Saakashvili named on ‘wanted list’ in Georgia

Saakashvili’s on air with Rustavi-2 television on August 14, 2014. Screenshot, 15 Aug 2014 - 12:33, Tbilisi,Georgia

Georgian authorities have named former president Mikheil Saakashvili on a national wanted list and said the ex-leader would be arrested if he returns to his home country.

The Chief Prosecutor’s Office said an official mandate to launch a wanted operation against Saakashvili had been sent to the Interior Ministry.

The ex-president was sentenced in absentia to pre-trial detention by Tbilisi City Court on August 2 after being charged in relation to numerous criminal cases, including exceeding official powers.

Saakashvili is currently in the United States and has refused to return to Georgia to face charges which relate to violent dispersal of an anti-governmental mass protest on November 7, 2007, and a raid and unlawful seizure of Imedi TV.

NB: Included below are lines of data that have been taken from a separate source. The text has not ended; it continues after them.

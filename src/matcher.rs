//! Request matching for handlers

use crate::config::MatchConfig;
use crate::context::RequestContext;
use crate::pattern::{DomainNamePattern, PathPattern};
use anyhow::Context;
use hyper::Method;
use regex::Regex;

const SUBPATH_GROUP: &str = "subpath";

#[derive(Debug, Clone)]
pub enum DomainMatcher {
    Pattern(DomainNamePattern),
    Regex(Regex),
}

impl DomainMatcher {
    fn matches(&self, host: &str) -> bool {
        match self {
            DomainMatcher::Pattern(pattern) => pattern.matches(host),
            DomainMatcher::Regex(re) => re.is_match(host),
        }
    }
}

#[derive(Debug, Clone)]
pub enum PathMatcher {
    Pattern(PathPattern),
    Regex(Regex),
}

impl PathMatcher {
    /// Returns `Some(subpath)` on a match. `None` inside means the match does
    /// not produce a subpath and the inherited one is kept.
    fn matches(&self, ctx: &RequestContext) -> Option<Option<String>> {
        match self {
            PathMatcher::Pattern(pattern) => {
                let candidate = if pattern.is_relative() {
                    ctx.effective_subpath()
                } else {
                    ctx.path.as_str()
                };
                let subpath = pattern.matches(candidate)?;
                // Exact patterns consume the whole path and leave no subpath
                Some(pattern.is_prefix().then_some(subpath))
            }
            PathMatcher::Regex(re) => {
                let captures = re.captures(&ctx.path)?;
                Some(
                    captures
                        .name(SUBPATH_GROUP)
                        .map(|m| m.as_str().trim_start_matches('/').to_string()),
                )
            }
        }
    }
}

/// Result of a successful match
#[derive(Debug, Clone, Default, PartialEq, Eq)]
pub struct MatchOutcome {
    pub subpath: Option<String>,
}

/// Conditions a request must meet for a handler to apply. Absent conditions
/// always match.
#[derive(Debug, Clone, Default)]
pub struct MatchSpec {
    pub method: Option<Method>,
    pub domain: Option<DomainMatcher>,
    pub path: Option<PathMatcher>,
}

impl MatchSpec {
    pub fn from_config(config: &MatchConfig) -> anyhow::Result<Self> {
        let method = config
            .method
            .as_deref()
            .map(|m| {
                Method::from_bytes(m.to_ascii_uppercase().as_bytes())
                    .with_context(|| format!("invalid method '{}'", m))
            })
            .transpose()?;

        let domain = match (&config.host, &config.host_regexp) {
            (Some(host), _) => Some(DomainMatcher::Pattern(
                DomainNamePattern::parse(host)
                    .with_context(|| format!("invalid host pattern '{}'", host))?,
            )),
            (None, Some(re)) => Some(DomainMatcher::Regex(
                Regex::new(re).with_context(|| format!("invalid host regexp '{}'", re))?,
            )),
            (None, None) => None,
        };

        let path = match (&config.path, &config.path_regexp) {
            (Some(path), _) => Some(PathMatcher::Pattern(
                PathPattern::parse(path)
                    .with_context(|| format!("invalid path pattern '{}'", path))?,
            )),
            (None, Some(re)) => Some(PathMatcher::Regex(
                Regex::new(re).with_context(|| format!("invalid path regexp '{}'", re))?,
            )),
            (None, None) => None,
        };

        Ok(Self {
            method,
            domain,
            path,
        })
    }

    /// Evaluate every present condition against the request
    pub fn matches(&self, ctx: &RequestContext) -> Option<MatchOutcome> {
        if let Some(method) = &self.method {
            if *method != ctx.method {
                return None;
            }
        }

        if let Some(domain) = &self.domain {
            if !domain.matches(&ctx.host) {
                return None;
            }
        }

        let subpath = match &self.path {
            Some(path) => path.matches(ctx)?,
            None => None,
        };

        Some(MatchOutcome { subpath })
    }
}

#[cfg(test)]
mod tests {
    use super::*;
    use crate::context::tests::test_context;

    fn spec(toml: &str) -> MatchSpec {
        let config: MatchConfig = toml::from_str(toml).unwrap();
        MatchSpec::from_config(&config).unwrap()
    }

    #[test]
    fn test_empty_spec_matches_everything() {
        let ctx = test_context(Method::DELETE, "/anything", "example.com");
        assert_eq!(spec("").matches(&ctx), Some(MatchOutcome::default()));
    }

    #[test]
    fn test_method_match() {
        let s = spec(r#"method = "post""#);
        assert!(s.matches(&test_context(Method::POST, "/", "a.com")).is_some());
        assert!(s.matches(&test_context(Method::GET, "/", "a.com")).is_none());
    }

    #[test]
    fn test_host_pattern_and_regexp() {
        let s = spec(r#"host = "*.example.com""#);
        assert!(s.matches(&test_context(Method::GET, "/", "api.example.com")).is_some());
        assert!(s.matches(&test_context(Method::GET, "/", "example.com")).is_none());

        let s = spec(r#"host_regexp = "^(www\\.)?example\\.org$""#);
        assert!(s.matches(&test_context(Method::GET, "/", "www.example.org")).is_some());
        assert!(s.matches(&test_context(Method::GET, "/", "example.net")).is_none());
    }

    #[test]
    fn test_path_prefix_sets_subpath() {
        let s = spec(r#"path = "/static/""#);
        let outcome = s
            .matches(&test_context(Method::GET, "/static/css/site.css", "a.com"))
            .unwrap();
        assert_eq!(outcome.subpath.as_deref(), Some("css/site.css"));
    }

    #[test]
    fn test_exact_path_keeps_inherited_subpath() {
        let s = spec(r#"path = "/robots.txt""#);
        let outcome = s
            .matches(&test_context(Method::GET, "/robots.txt", "a.com"))
            .unwrap();
        assert_eq!(outcome.subpath, None);

        let s = spec(r#"path = "intro""#);
        let mut ctx = test_context(Method::GET, "/docs/intro", "a.com");
        ctx.subpath = Some("intro".to_string());
        assert_eq!(s.matches(&ctx).unwrap().subpath, None);
    }

    #[test]
    fn test_relative_path_matches_subpath() {
        let s = spec(r#"path = "css/""#);
        let mut ctx = test_context(Method::GET, "/static/css/site.css", "a.com");
        ctx.subpath = Some("css/site.css".to_string());
        let outcome = s.matches(&ctx).unwrap();
        assert_eq!(outcome.subpath.as_deref(), Some("site.css"));

        ctx.subpath = Some("js/app.js".to_string());
        assert!(s.matches(&ctx).is_none());
    }

    #[test]
    fn test_path_regexp_subpath_group() {
        let s = spec(r#"path_regexp = "^/users/[0-9]+(?P<subpath>/.*)?$""#);
        let outcome = s
            .matches(&test_context(Method::GET, "/users/42/avatar", "a.com"))
            .unwrap();
        assert_eq!(outcome.subpath.as_deref(), Some("avatar"));

        let outcome = s.matches(&test_context(Method::GET, "/users/42", "a.com")).unwrap();
        assert_eq!(outcome.subpath, None);

        assert!(s.matches(&test_context(Method::GET, "/users/x", "a.com")).is_none());
    }

    #[test]
    fn test_all_conditions_required() {
        let s = spec(
            r#"
method = "GET"
host = "example.com"
path = "/api/"
"#,
        );
        assert!(s.matches(&test_context(Method::GET, "/api/v1", "example.com")).is_some());
        assert!(s.matches(&test_context(Method::GET, "/web", "example.com")).is_none());
        assert!(s.matches(&test_context(Method::GET, "/api/v1", "other.com")).is_none());
    }

    #[test]
    fn test_invalid_config_rejected() {
        let config: MatchConfig = toml::from_str(r#"path = "/a//b""#).unwrap();
        assert!(MatchSpec::from_config(&config).is_err());

        let config: MatchConfig = toml::from_str(r#"host_regexp = "(""#).unwrap();
        assert!(MatchSpec::from_config(&config).is_err());
    }
}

Yesterday the Chief Prosecutor’s Office said an official mandate to launch a wanted operation against Saakashvili had been sent to the Interior Ministry.

The Office said the ex-president will be detained by police if he attempted to cross a Georgian border.

Shortly after the Prosecutor’s Office announced a wanted operation had been launched under Saakashvili’s name, the ex-leader went on air with Rustavi 2 TV from New York City said the wanted notice, which was only relevant in Georgia, meant the Georgian authority did not want him to return to his home country

"[Former prime minister of Georgia Bidzina] Ivanishvili filed criminal charges against me not to allow me to return to Georgia. [He] is well aware that he could not announce an international wanted operation on me,” Saakashvili said.

"The European Union and Americans have explained to him that it was not possible. They have announced a wanted operation within the country and not international.”

He added it was essential he did not return to Georgia.

"I would like to say to Ivanishvili that this [nonsense] will be judged in history. But the sound majority of our country will decide and find its place for everything. Ultimately, our country will be released from this nonsense and everything will be settled,” Saakashvili noted.

The ex-president also reacted to the new charges brought against him – embezzlement of 8, 837,000 GEL state funds as a secret source of income for private spending over a five year period between September 2009 and February 2013.

He believed any entertainment allowance which included travel costs, food and beverage costs and medical treatment costs were "confidential” in every country.

Saakashvili refused the alleged sum spent on cosmetic procedures, adding: "It is a completely false story.”

"You should question [Ivanishvili] about this. A journalist from BBC asked me while laughing that Ivanishvili said I had been injecting botox. I told him to look at my face then Ivanishvili’s and then decided who has had more cosmetic procedures,” Saakashvili said.

Meanwhile, Prime Minister Irakli Garibashvili commented on Saakashvili’s television appearance and said the ex-president was "excited” and spoke like "a typical dictator”.

"I don’t know how to make a serious comment about his statement. If any leader of the country believes these kinds of expenses are normal, then we have no right to talk about democracy. How can the costs of a massage service and some other million costs considered usual,” he questioned.

Garibashvili believed it was a shame Georgia had a "disreputable president” who had spent millions of public money, taken from the pockets of the people so he could enjoy a luxurious life.